THE INPUT:
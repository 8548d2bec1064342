//! Stimulus catalog summary

use axum::{extract::State, routing::get, Json, Router};
use serde::Serialize;

use crate::{
    error::ApiResult,
    services::{
        pairing::{DuplicateKey, SkippedItem, UnmatchedFile},
        Catalog, SourceSummary,
    },
    AppState,
};

/// GET /api/stimuli response
#[derive(Debug, Serialize)]
pub struct StimuliSummary {
    pub sources: Vec<SourceSummary>,
    pub phase_slots: Vec<String>,
    pub trial_count: usize,
    /// Keys present in some but not all conditions
    pub skipped: Vec<SkippedItem>,
    /// Files whose names do not fit the key policy
    pub unmatched: Vec<UnmatchedFile>,
    pub duplicates: Vec<DuplicateKey>,
}

/// GET /api/stimuli
///
/// Scans the stimulus root with the configured design. A missing directory
/// or an empty trial set is reported as 422.
pub async fn stimuli_summary(State(state): State<AppState>) -> ApiResult<Json<StimuliSummary>> {
    let catalog = Catalog::load(
        &state.config.design,
        &state.config.stimulus_root,
        &state.scanner,
    )?;

    Ok(Json(StimuliSummary {
        trial_count: catalog.trial_count(),
        sources: catalog.sources,
        phase_slots: state.config.design.phase_slots(),
        skipped: catalog.grouping.skipped,
        unmatched: catalog.grouping.unmatched,
        duplicates: catalog.grouping.duplicates,
    }))
}

/// Build stimulus catalog routes
pub fn stimuli_routes() -> Router<AppState> {
    Router::new().route("/api/stimuli", get(stimuli_summary))
}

ABOUT THIS TASK:
All lines containing "grouping" in the material above should appear in your reply, copied exactly.

EXERCISE ANSWER:
        skipped: catalog.grouping.skipped,
        unmatched: catalog.grouping.unmatched,
        duplicates: catalog.grouping.duplicates,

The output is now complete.